» Given information
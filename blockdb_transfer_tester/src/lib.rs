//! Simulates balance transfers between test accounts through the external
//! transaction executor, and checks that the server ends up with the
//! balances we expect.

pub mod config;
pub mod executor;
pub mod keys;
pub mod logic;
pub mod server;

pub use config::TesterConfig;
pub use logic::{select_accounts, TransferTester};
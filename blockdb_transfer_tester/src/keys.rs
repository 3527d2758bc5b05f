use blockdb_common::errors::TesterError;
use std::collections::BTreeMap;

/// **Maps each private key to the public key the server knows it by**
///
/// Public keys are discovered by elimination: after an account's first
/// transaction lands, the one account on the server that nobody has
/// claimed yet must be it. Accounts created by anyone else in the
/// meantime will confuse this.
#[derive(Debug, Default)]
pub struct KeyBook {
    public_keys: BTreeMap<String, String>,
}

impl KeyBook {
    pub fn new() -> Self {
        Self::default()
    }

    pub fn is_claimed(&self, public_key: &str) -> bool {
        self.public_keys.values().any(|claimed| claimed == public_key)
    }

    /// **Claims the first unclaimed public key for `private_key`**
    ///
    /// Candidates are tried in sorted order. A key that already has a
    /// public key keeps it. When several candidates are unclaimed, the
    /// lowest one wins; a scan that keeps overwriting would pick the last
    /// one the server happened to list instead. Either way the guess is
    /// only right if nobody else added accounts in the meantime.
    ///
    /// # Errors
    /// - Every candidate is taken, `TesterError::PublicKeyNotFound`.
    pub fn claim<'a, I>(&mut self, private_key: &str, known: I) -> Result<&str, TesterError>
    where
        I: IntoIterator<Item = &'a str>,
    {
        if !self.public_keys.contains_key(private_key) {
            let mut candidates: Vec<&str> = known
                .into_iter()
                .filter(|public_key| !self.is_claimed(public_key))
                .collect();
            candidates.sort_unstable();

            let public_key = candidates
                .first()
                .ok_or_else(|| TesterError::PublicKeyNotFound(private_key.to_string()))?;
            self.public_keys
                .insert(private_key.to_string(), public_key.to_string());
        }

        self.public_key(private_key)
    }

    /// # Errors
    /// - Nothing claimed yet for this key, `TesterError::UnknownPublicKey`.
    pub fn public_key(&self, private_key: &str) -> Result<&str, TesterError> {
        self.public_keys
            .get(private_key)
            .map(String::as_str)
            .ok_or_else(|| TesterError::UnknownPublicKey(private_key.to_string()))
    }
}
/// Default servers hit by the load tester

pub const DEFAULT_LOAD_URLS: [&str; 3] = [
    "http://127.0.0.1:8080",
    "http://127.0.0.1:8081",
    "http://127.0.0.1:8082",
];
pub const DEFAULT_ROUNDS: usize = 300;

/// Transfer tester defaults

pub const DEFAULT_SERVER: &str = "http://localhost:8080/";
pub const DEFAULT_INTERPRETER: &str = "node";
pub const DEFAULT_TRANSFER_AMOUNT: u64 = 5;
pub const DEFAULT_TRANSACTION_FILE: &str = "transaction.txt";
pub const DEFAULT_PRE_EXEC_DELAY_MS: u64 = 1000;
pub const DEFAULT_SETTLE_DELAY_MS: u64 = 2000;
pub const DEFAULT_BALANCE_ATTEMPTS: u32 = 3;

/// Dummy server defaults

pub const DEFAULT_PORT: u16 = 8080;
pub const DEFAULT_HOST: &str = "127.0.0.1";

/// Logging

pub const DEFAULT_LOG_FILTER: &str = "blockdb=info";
---
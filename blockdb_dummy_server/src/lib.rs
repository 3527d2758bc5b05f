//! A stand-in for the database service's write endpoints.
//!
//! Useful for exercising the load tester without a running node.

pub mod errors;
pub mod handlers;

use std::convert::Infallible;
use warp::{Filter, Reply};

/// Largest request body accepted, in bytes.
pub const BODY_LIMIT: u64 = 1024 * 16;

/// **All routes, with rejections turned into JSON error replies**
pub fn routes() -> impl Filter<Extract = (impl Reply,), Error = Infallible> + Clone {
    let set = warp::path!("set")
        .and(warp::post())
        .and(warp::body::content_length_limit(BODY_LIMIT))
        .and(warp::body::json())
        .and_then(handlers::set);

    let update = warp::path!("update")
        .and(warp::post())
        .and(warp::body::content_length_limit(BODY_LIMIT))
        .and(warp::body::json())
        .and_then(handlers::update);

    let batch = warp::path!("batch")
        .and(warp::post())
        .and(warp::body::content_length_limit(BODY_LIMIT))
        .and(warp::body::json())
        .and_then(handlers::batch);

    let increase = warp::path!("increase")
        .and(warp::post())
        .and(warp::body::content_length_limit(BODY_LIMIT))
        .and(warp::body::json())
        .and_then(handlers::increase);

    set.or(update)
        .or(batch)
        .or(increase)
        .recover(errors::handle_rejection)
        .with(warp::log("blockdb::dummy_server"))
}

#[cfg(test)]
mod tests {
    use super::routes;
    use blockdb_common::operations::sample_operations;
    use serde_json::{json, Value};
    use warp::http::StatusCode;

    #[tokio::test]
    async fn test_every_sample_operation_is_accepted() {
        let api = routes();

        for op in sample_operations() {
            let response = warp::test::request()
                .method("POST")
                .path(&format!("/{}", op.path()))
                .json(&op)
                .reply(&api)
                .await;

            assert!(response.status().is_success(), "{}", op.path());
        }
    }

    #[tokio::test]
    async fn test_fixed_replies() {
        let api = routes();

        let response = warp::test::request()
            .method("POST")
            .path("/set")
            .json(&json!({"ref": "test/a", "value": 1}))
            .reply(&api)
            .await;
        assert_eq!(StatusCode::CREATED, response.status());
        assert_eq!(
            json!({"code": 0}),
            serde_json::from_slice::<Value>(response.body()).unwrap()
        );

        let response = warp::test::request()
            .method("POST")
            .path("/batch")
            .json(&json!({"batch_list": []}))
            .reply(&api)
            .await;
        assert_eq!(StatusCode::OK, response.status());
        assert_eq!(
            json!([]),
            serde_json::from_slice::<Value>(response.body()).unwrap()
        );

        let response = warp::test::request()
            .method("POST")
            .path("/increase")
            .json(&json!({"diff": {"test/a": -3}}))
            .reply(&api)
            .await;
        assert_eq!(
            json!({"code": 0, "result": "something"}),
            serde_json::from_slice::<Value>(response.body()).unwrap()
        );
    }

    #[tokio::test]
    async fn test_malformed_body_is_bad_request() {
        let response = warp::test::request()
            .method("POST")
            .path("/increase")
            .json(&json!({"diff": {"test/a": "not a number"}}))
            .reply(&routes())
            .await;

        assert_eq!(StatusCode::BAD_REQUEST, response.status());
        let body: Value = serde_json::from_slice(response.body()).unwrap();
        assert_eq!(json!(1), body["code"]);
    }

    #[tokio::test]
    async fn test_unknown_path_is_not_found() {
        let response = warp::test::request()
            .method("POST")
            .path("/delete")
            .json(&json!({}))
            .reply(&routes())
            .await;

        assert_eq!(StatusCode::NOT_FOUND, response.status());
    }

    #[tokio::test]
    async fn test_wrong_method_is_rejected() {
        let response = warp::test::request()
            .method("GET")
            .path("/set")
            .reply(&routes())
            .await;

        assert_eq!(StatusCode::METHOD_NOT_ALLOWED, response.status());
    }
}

» Directions for this task
Where in the records does the word "StatusCode" appear? Copy each line that holds it.

» Answer box
    use warp::http::StatusCode;
        assert_eq!(StatusCode::CREATED, response.status());
        assert_eq!(StatusCode::OK, response.status());
        assert_eq!(StatusCode::BAD_REQUEST, response.status());
        assert_eq!(StatusCode::NOT_FOUND, response.status());
        assert_eq!(StatusCode::METHOD_NOT_ALLOWED, response.status());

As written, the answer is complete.